Characterization of Caenorhabditis elegans transient receptor potential vanilloid (TRPV) channels and their interactions with insecticidal compounds

A number of insecticidal compounds have been found to affect the insect transient receptor potential vanilloid (TRPV) channel. As this receptor is also found in nematodes, we investigated whether these compounds could also interact with the Caenorhabditis elegans TRPV channel in order to explore the possibility of leveraging this target for nematicide development. Here we report on the characterization of C. elegans TRPV channels using electrophysiology and radioligand binding. Evidence of channel activation is demonstrated for OSM9:OCR1, OSM9:OCR2, and OSM9:OCR4 with the natural agonist, nicotinamide.
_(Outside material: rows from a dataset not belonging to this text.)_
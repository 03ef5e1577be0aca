//! Error types.

use core::fmt;

/// Field errors.
#[derive(Clone, Copy, Debug, Eq, PartialEq)]
#[non_exhaustive]
pub enum Error {
    /// Modulus is not an odd prime greater than two.
    InvalidModulus,

    /// Operands were taken from fields with different moduli.
    ModulusMismatch,

    /// Decoded integer is not less than the modulus.
    NotInField,

    /// Encoded field element has the wrong length.
    InvalidLength {
        /// Number of bytes an encoding of this field occupies.
        expected: usize,

        /// Number of bytes supplied.
        actual: usize,
    },

    /// Attempted to invert zero.
    NotInvertible,
}

impl fmt::Display for Error {
    fn fmt(&self, f: &mut fmt::Formatter<'_>) -> fmt::Result {
        match self {
            Error::InvalidModulus => write!(f, "invalid field modulus"),
            Error::ModulusMismatch => write!(f, "field elements have different moduli"),
            Error::NotInField => write!(f, "value is not reduced modulo the field modulus"),
            Error::InvalidLength { expected, actual } => write!(
                f,
                "invalid field element length: expected {expected} bytes, got {actual}"
            ),
            Error::NotInvertible => write!(f, "zero has no multiplicative inverse"),
        }
    }
}

impl std::error::Error for Error {}

/// Result type.
pub type Result<T> = core::result::Result<T, Error>;
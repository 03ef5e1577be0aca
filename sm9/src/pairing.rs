//! R-ate pairing on the SM9 BN curve.
//!
//! The Miller loop runs over `6t + 2` with the running point `T` kept in homogeneous coordinates
//! on the twist, so line evaluations need no inversions. Line values are only determined up to a
//! factor in `Fp2`, which the final exponentiation removes.

use crate::{Fp2, Fp12, Sm9Params, twist::TwistPoint};
use log::trace;
use num_bigint::{BigInt, BigUint, Sign};
use primefield::Result;
use std::sync::LazyLock;
use weierstrass::{FieldElement, Point};

/// Element of the pairing target group, the order `n` subgroup of `Fp12*`.
pub type Gt = Fp12;

static STANDARD: LazyLock<Pairing> = LazyLock::new(|| Pairing::new(Sm9Params::standard()));

/// Pairing engine `e: E(Fp) × E'(Fp2) → Gt` for a BN curve.
#[derive(Clone, Debug)]
pub struct Pairing {
    params: Sm9Params,
    loop_parameter: BigUint,
}

impl Pairing {
    /// Engine for the curve described by `params`.
    pub fn new(params: Sm9Params) -> Self {
        let loop_parameter = params.t() * 6u32 + 2u32;
        Self {
            params,
            loop_parameter,
        }
    }

    /// Engine for the SM9 curve of GM/T 0044-2016, shared by all callers.
    pub fn standard() -> &'static Self {
        &STANDARD
    }

    /// Curve parameters.
    pub fn params(&self) -> &Sm9Params {
        &self.params
    }

    /// Compute `e(P, Q)`.
    ///
    /// Either argument being the identity gives one.
    ///
    /// # Panics
    ///
    /// If `P` is not a point of [`Sm9Params::curve`] or `Q` a point of [`Sm9Params::twist`].
    pub fn pairing(&self, p: &Point<FieldElement>, q: &Point<Fp2>) -> Gt {
        if p.is_infinity() || q.is_infinity() {
            return Gt::one(self.params.modulus());
        }

        let f = self.miller_loop(p, q);
        let Ok(e) = self.final_exponentiation(&f) else {
            // every line value has a nonzero `v` coefficient, since G1 and E' have no 2-torsion
            unreachable!("Miller loop output is zero");
        };
        e
    }

    /// The Miller loop of the R-ate pairing, before the final exponentiation.
    ///
    /// # Panics
    ///
    /// If `P` is not a point of [`Sm9Params::curve`] or `Q` a point of [`Sm9Params::twist`].
    pub fn miller_loop(&self, p: &Point<FieldElement>, q: &Point<Fp2>) -> Fp12 {
        let one = Fp12::one(self.params.modulus());

        assert!(p.curve() == self.params.curve(), "P is not a point of the SM9 curve");
        let Ok(q) = self.params.twist().import_point(q) else {
            panic!("Q is not a point of the SM9 twist");
        };

        let p = p.to_affine();
        let (Some((xp, yp)), Some((xq, yq))) = (p.coordinates(), affine(&q)) else {
            return one;
        };
        let eval = LineEvaluation { xp, yp };

        let bits = self.loop_parameter.bits();
        trace!("miller loop over {bits} bits");

        let mut f = one;
        let mut t = q.clone();

        for i in (0..bits - 1).rev() {
            f = f.square().multiply(&eval.tangent(&t));
            t = t.twice();

            if self.loop_parameter.bit(i) {
                f = f.multiply(&eval.chord(&t, &xq, &yq));
                t = t.add(&q);
            }
        }

        trace!("miller loop: R-ate correction");

        // T = (6t + 2)Q, then add π(Q) and -π²(Q)
        for r in [q.frobenius(), q.frobenius_squared().negate()] {
            let Some((xr, yr)) = affine(&r) else {
                continue;
            };

            f = f.multiply(&eval.chord(&t, &xr, &yr));
            t = t.add(&r);
        }

        f
    }

    /// Raise a Miller loop output to the power `(p¹² - 1)/n`.
    ///
    /// Fails with [`primefield::Error::NotInvertible`] for a zero input.
    pub fn final_exponentiation(&self, f: &Fp12) -> Result<Gt> {
        let f_inv = f.invert()?;

        trace!("final exponentiation: easy part");

        // f^((p⁶ - 1)(p² + 1)) lands in the cyclotomic subgroup, where p⁶ inverts
        let f = f.frobenius_map(6).multiply(&f_inv);
        let f = f.frobenius_map(2).multiply(&f);

        trace!("final exponentiation: hard part");

        // (p⁴ - p² + 1)/n = λ0 + λ1·p + λ2·p² + λ3·p³ with
        //   λ0 = -(36t³ + 30t² + 18t + 2)
        //   λ1 = -(36t³ + 18t² + 12t - 1)
        //   λ2 = 6t² + 1
        //   λ3 = 1
        let t = self.params.t();
        let a = f.pow(t);
        let b = a.pow(t);
        let c = b.pow(t);

        let c36 = c.pow(&BigUint::from(36u32));
        let b6 = b.pow(&BigUint::from(6u32));
        let a6 = a.pow(&BigUint::from(6u32));

        // b³⁰ = (b⁶)⁵, a¹⁸ = (a⁶)³, b¹⁸ = (b⁶)³, a¹² = (a⁶)²
        let y0 = c36
            .multiply(&b6.pow(&BigUint::from(5u32)))
            .multiply(&a6.pow(&BigUint::from(3u32)))
            .multiply(&f.square())
            .frobenius_map(6);
        let y1 = c36
            .multiply(&b6.pow(&BigUint::from(3u32)))
            .multiply(&a6.square())
            .frobenius_map(6)
            .multiply(&f);
        let y2 = b6.multiply(&f);

        Ok(y0
            .multiply(&y1.frobenius())
            .multiply(&y2.frobenius_map(2))
            .multiply(&f.frobenius_map(3)))
    }

    /// Check `e(kP, Q) = e(P, Q)^k = e(P, kQ)`.
    pub fn verify_bilinearity(
        &self,
        p: &Point<FieldElement>,
        q: &Point<Fp2>,
        k: &BigInt,
    ) -> bool {
        let e = self.pairing(p, q);
        let ek = e.pow(k.magnitude());

        let ek = match k.sign() {
            Sign::Minus => match ek.invert() {
                Ok(inv) => inv,
                Err(_) => return false,
            },
            _ => ek,
        };

        self.pairing(&p.multiply(k), q) == ek && self.pairing(p, &q.multiply(k)) == ek
    }
}

/// Affine coordinates of a twist point, `None` for the identity.
fn affine(point: &Point<Fp2>) -> Option<(Fp2, Fp2)> {
    let affine = point.to_affine();
    affine.coordinates().map(|(x, y)| (x.clone(), y.clone()))
}

/// Line functions through points of the twist, evaluated at a fixed `P = (xP, yP)`.
///
/// Each line is returned as the sparse value `c0 + c1·v + c2·w²`.
struct LineEvaluation<'a> {
    xp: &'a FieldElement,
    yp: &'a FieldElement,
}

impl LineEvaluation<'_> {
    /// Tangent at `T = (X, Y, Z)`:
    /// `(3X³ - 2Y²Z) + 2yP·YZ²·v - 3xP·X²Z·w²`.
    fn tangent(&self, t: &Point<Fp2>) -> Fp12 {
        let Some((x, y, z)) = homogeneous(t) else {
            return Fp12::one(self.xp.modulus());
        };

        let x2 = x.square();
        let x3 = x2.multiply(x);
        let y2z = y.square().multiply(z);

        let c0 = x3.double().add(&x3).subtract(&y2z.double());
        let c1 = y.multiply(&z.square()).mul_base(&self.yp.double());
        let c2 = x2.multiply(z).mul_base(&self.xp.double().add(self.xp)).negate();

        Fp12::sparse_line(c0, c1, c2)
    }

    /// Chord through `T = (X, Y, Z)` and the affine `R = (xR, yR)`, with `D = xR·Z - X` and
    /// `N = yR·Z - Y`: `(N·xR - yR·D) + yP·D·v - xP·N·w²`.
    fn chord(&self, t: &Point<Fp2>, xr: &Fp2, yr: &Fp2) -> Fp12 {
        let Some((x, y, z)) = homogeneous(t) else {
            return Fp12::one(self.xp.modulus());
        };

        let d = xr.multiply(z).subtract(x);
        let n = yr.multiply(z).subtract(y);

        if d.is_zero() {
            // T = R needs the tangent; for T = -R the line is vertical, which lies in Fp6 and
            // vanishes in the final exponentiation
            return if n.is_zero() {
                self.tangent(t)
            } else {
                Fp12::one(self.xp.modulus())
            };
        }

        let c0 = n.multiply(xr).subtract(&yr.multiply(&d));
        let c1 = d.mul_base(self.yp);
        let c2 = n.mul_base(self.xp).negate();

        Fp12::sparse_line(c0, c1, c2)
    }
}

/// Raw homogeneous coordinates of `T`, `None` for the identity.
fn homogeneous(t: &Point<Fp2>) -> Option<(&Fp2, &Fp2, &Fp2)> {
    if t.is_infinity() {
        return None;
    }

    Some((t.raw_x()?, t.raw_y()?, t.raw_z_coords().first()?))
}
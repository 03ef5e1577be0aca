//! SEC1 encoding of points over prime fields.
//!
//! | tag            | length      | contents                             |
//! |----------------|-------------|--------------------------------------|
//! | `0x00`         | 1           | identity                             |
//! | `0x02`, `0x03` | `1 + L`     | `x`, parity of `y` in the tag        |
//! | `0x04`         | `1 + 2L`    | `x ‖ y`                              |
//! | `0x06`, `0x07` | `1 + 2L`    | `x ‖ y`, parity of `y` in the tag    |
//!
//! where `L` is the length of an encoded field element.

use crate::{Curve, Error, Point, Result};
use primefield::FieldElement;

/// Tag of the identity encoding.
const TAG_IDENTITY: u8 = 0x00;

/// Tag of a compressed point with even `y`; the odd tag is one higher.
const TAG_COMPRESSED: u8 = 0x02;

/// Tag of an uncompressed point.
const TAG_UNCOMPRESSED: u8 = 0x04;

/// Tag of a hybrid point with even `y`; the odd tag is one higher.
const TAG_HYBRID: u8 = 0x06;

impl Curve<FieldElement> {
    /// Decode a SEC1 encoded point, validating it.
    pub fn decode_point(&self, bytes: &[u8]) -> Result<Point<FieldElement>> {
        let Some(&tag) = bytes.first() else {
            return Err(Error::InvalidLength {
                expected: 1,
                actual: 0,
            });
        };

        let len = self.field_len();

        let point = match tag {
            TAG_IDENTITY => {
                check_length(bytes, 1)?;
                self.infinity()
            }
            0x02 | 0x03 => {
                check_length(bytes, 1 + len)?;
                let x = self.modulus().element_from_bytes(&bytes[1..])?;
                self.decompress(x, tag & 1 == 1)?
            }
            0x04 | 0x06 | 0x07 => {
                check_length(bytes, 1 + 2 * len)?;
                let x = self.modulus().element_from_bytes(&bytes[1..1 + len])?;
                let y = self.modulus().element_from_bytes(&bytes[1 + len..])?;

                if tag != TAG_UNCOMPRESSED && y.is_odd() != (tag & 1 == 1) {
                    return Err(Error::ParityMismatch);
                }

                self.create_point(x, y)?
            }
            _ => return Err(Error::InvalidEncoding { tag }),
        };

        Ok(point)
    }

    /// Recover `y` from `x` and its parity.
    fn decompress(&self, x: FieldElement, y_is_odd: bool) -> Result<Point<FieldElement>> {
        let alpha = x.square().add(self.a()).multiply(&x).add(self.b());
        let beta = alpha.sqrt().ok_or(Error::InvalidPoint)?;

        let y = if beta.is_odd() == y_is_odd {
            beta
        } else {
            beta.negate()
        };

        if y.is_odd() != y_is_odd {
            return Err(Error::ParityMismatch);
        }

        self.create_point(x, y)
    }
}

impl Point<FieldElement> {
    /// Serialize this point using the compressed or the uncompressed SEC1 encoding.
    pub fn to_encoded_point(&self, compress: bool) -> Vec<u8> {
        let tag = if compress {
            TAG_COMPRESSED
        } else {
            TAG_UNCOMPRESSED
        };

        self.encode(tag, compress)
    }

    /// Serialize this point using the hybrid SEC1 encoding.
    pub fn to_hybrid_encoded_point(&self) -> Vec<u8> {
        self.encode(TAG_HYBRID, false)
    }

    fn encode(&self, tag: u8, compress: bool) -> Vec<u8> {
        let point = self.normalize();

        let (false, Some(x), Some(y)) = (point.is_infinity(), point.raw_x(), point.raw_y()) else {
            return vec![TAG_IDENTITY];
        };

        let tag = match tag {
            TAG_UNCOMPRESSED => tag,
            _ => tag | u8::from(y.is_odd()),
        };

        let mut out = Vec::with_capacity(1 + 2 * self.curve().field_len());
        out.push(tag);
        out.extend_from_slice(&x.to_bytes());
        if !compress {
            out.extend_from_slice(&y.to_bytes());
        }
        out
    }
}

fn check_length(bytes: &[u8], expected: usize) -> Result<()> {
    if bytes.len() == expected {
        Ok(())
    } else {
        Err(Error::InvalidLength {
            expected,
            actual: bytes.len(),
        })
    }
}
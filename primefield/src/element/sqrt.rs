//! Modular square root implementations, adapted from <https://eprint.iacr.org/2012/685.pdf>.

use crate::{Error, FieldElement, Result};
use num_bigint::BigUint;

/// Upper bound on the candidates tried when searching for a quadratic non-residue.
const NON_RESIDUE_SEARCH_LIMIT: u32 = 1 << 16;

/// Square root algorithms, together with the exponents they need.
#[derive(Clone, Debug, Eq, PartialEq)]
pub(crate) enum Algorithm {
    /// Atkin's algorithm for `q ≡ 5 (mod 8)`.
    Atkin {
        /// `(q - 5) / 8`
        exp: BigUint,
        /// `2^((q - 5) / 8)`
        t: BigUint,
    },

    /// Shanks algorithm for `q ≡ 3 (mod 4)`.
    Shanks {
        /// `(q + 1) / 4`
        exp: BigUint,
    },

    /// Tonelli-Shanks algorithm for any odd prime.
    TonelliShanks {
        /// `s` such that `q - 1 = 2^s * t` with `t` odd.
        s: u64,
        /// `t`
        t: BigUint,
        /// A primitive `2^s`-th root of unity: `z^t` for a non-residue `z`.
        root_of_unity: BigUint,
    },
}

impl Algorithm {
    /// Determine the best algorithm to use with a particular modulus.
    pub(crate) fn for_modulus(p: &BigUint) -> Result<Self> {
        let algorithm = if mod_residue(p, 4) == 3 {
            Self::Shanks {
                exp: (p + 1u32) >> 2,
            }
        } else if mod_residue(p, 8) == 5 {
            let exp: BigUint = (p - 5u32) >> 3;
            let t = BigUint::from(2u8).modpow(&exp, p);
            Self::Atkin { exp, t }
        } else {
            let p_minus_1: BigUint = p - 1u32;
            let s = p_minus_1.trailing_zeros().ok_or(Error::InvalidModulus)?;
            let t = &p_minus_1 >> s;
            let half = &p_minus_1 >> 1;

            let z = (2..NON_RESIDUE_SEARCH_LIMIT)
                .map(BigUint::from)
                .find(|z| z.modpow(&half, p) == p_minus_1)
                .ok_or(Error::InvalidModulus)?;

            Self::TonelliShanks {
                s,
                root_of_unity: z.modpow(&t, p),
                t,
            }
        };

        log::trace!("square root algorithm for {p:#x}: {}", algorithm.name());
        Ok(algorithm)
    }

    fn name(&self) -> &'static str {
        match self {
            Self::Atkin { .. } => "atkin",
            Self::Shanks { .. } => "shanks",
            Self::TonelliShanks { .. } => "tonelli-shanks",
        }
    }
}

impl FieldElement {
    /// Returns the square root of self mod p, or `None` if no square root exists.
    ///
    /// The candidate root is verified by squaring before it is returned.
    pub fn sqrt(&self) -> Option<Self> {
        let candidate = match self.modulus().sqrt_algorithm() {
            Algorithm::Atkin { exp, t } => self.sqrt_atkin(exp, t),
            Algorithm::Shanks { exp } => self.pow(exp),
            Algorithm::TonelliShanks {
                s,
                t,
                root_of_unity,
            } => self.sqrt_tonelli_shanks(*s, t, root_of_unity)?,
        };

        (candidate.square() == *self).then_some(candidate)
    }

    /// Atkin's algorithm for `q ≡ 5 (mod 8)`.
    ///
    /// From <https://eprint.iacr.org/2012/685.pdf> (page 10, algorithm 3)
    fn sqrt_atkin(&self, exp: &BigUint, t: &BigUint) -> Self {
        let a1 = self.pow(exp);
        let b = a1.multiply(&self.modulus().element(t.clone()));
        let ab = self.multiply(&b);
        let i = ab.multiply(&b).double();
        ab.multiply(&i.subtract(&self.modulus().one()))
    }

    /// Tonelli-Shanks algorithm works for every odd prime.
    ///
    /// Returns `None` as soon as `self` is detected to be a non-residue.
    fn sqrt_tonelli_shanks(&self, s: u64, t: &BigUint, root_of_unity: &BigUint) -> Option<Self> {
        if self.is_zero() {
            return Some(self.clone());
        }

        let modulus = self.modulus();
        let mut m = s;
        let mut c = modulus.element(root_of_unity.clone());
        let mut b = self.pow(t);
        let mut x = self.pow(&((t + 1u32) >> 1));

        while !b.is_one() {
            // Least i with b^(2^i) = 1.
            let mut i = 0;
            let mut b2i = b.clone();
            while !b2i.is_one() {
                b2i = b2i.square();
                i += 1;
                if i == m {
                    return None;
                }
            }

            let mut d = c;
            for _ in 0..(m - i - 1) {
                d = d.square();
            }

            m = i;
            c = d.square();
            b = b.multiply(&c);
            x = x.multiply(&d);
        }

        Some(x)
    }
}

/// Compute residue classes of the modulus for selecting particular square root algorithms.
fn mod_residue(p: &BigUint, n: u32) -> u32 {
    debug_assert!(n.is_power_of_two());
    p.iter_u32_digits().next().unwrap_or(0) & (n - 1)
}

#[cfg(test)]
mod tests {
    use super::Algorithm;
    use crate::{FieldElement, Modulus};
    use hex_literal::hex;
    use num_bigint::BigUint;
    use num_traits::One;

    /// Is `a` a quadratic residue modulo `p`, per Euler's criterion?
    fn is_square(a: &FieldElement) -> bool {
        let p = a.modulus().value();
        a.is_zero() || a.value().modpow(&((p - 1u32) >> 1), p).is_one()
    }

    /// Generic sqrt test.
    fn sqrt_test(m: &Modulus) {
        for n in [0u64, 1, 4, 9, 16, 25, 36, 49, 64] {
            let fe = m.element_from_u64(n);
            let root = fe.sqrt().unwrap();
            assert_eq!(root.square(), fe);
        }

        // Exhaust a window of small values: roots exist exactly for residues.
        for n in 2..200u64 {
            let fe = m.element_from_u64(n);
            match fe.sqrt() {
                Some(root) => assert_eq!(root.square(), fe),
                None => assert!(!is_square(&fe)),
            }
        }
    }

    #[test]
    fn shanks() {
        let m = Modulus::new(BigUint::from(1063u32)).unwrap();
        assert!(matches!(m.sqrt_algorithm(), Algorithm::Shanks { .. }));
        sqrt_test(&m);
    }

    #[test]
    fn atkin() {
        // SM9 base field
        let m = Modulus::from_be_bytes(&hex!(
            "B640000002A3A6F1D603AB4FF58EC74521F2934B1A7AEEDBE56F9B27E351457D"
        ))
        .unwrap();
        assert!(matches!(m.sqrt_algorithm(), Algorithm::Atkin { .. }));
        sqrt_test(&m);
    }

    #[test]
    fn tonelli_shanks() {
        for p in [17u32, 41, 73, 97, 7681] {
            let m = Modulus::new(BigUint::from(p)).unwrap();
            assert!(matches!(m.sqrt_algorithm(), Algorithm::TonelliShanks { .. }));

            for n in 0..u64::from(p) {
                let fe = m.element_from_u64(n);
                match fe.sqrt() {
                    Some(root) => assert_eq!(root.square(), fe),
                    None => assert!(!is_square(&fe)),
                }
            }
        }
    }

    #[test]
    fn non_residue_has_no_root() {
        // -1 is a non-residue whenever p ≡ 3 (mod 4)
        let m = Modulus::new(BigUint::from(1063u32)).unwrap();
        assert!(m.one().negate().sqrt().is_none());
    }
}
Additionally, insecticides (pymetrozine and pyrifluquinazon – IRAC group 9) known to be insect TRPV agonists were evaluated for nematode TRPV channel modulation. While activation of the nematode channel was not observed, a novel antagonistic blocking effect was discovered. Specificity of this modulation is confirmed by testing the active metabolite (4-trifluoromethylnicotinamide) of a different class of insecticide, flonicamid(IRAC group 29), known to be a non-TRPV chordotonal modulator. We also report competitive binding data for nicotinamide (Ki = 0.13 μM), pymetrozine (Ki = 0.51 μM), and pyrifluquinazon (Ki = 27.3 μM) with [³H]-nicotinamide, demonstrating that they are likely to share a binding pocket on the TRPV channel. These data suggest TRPV may also be a novel target for nematicide development.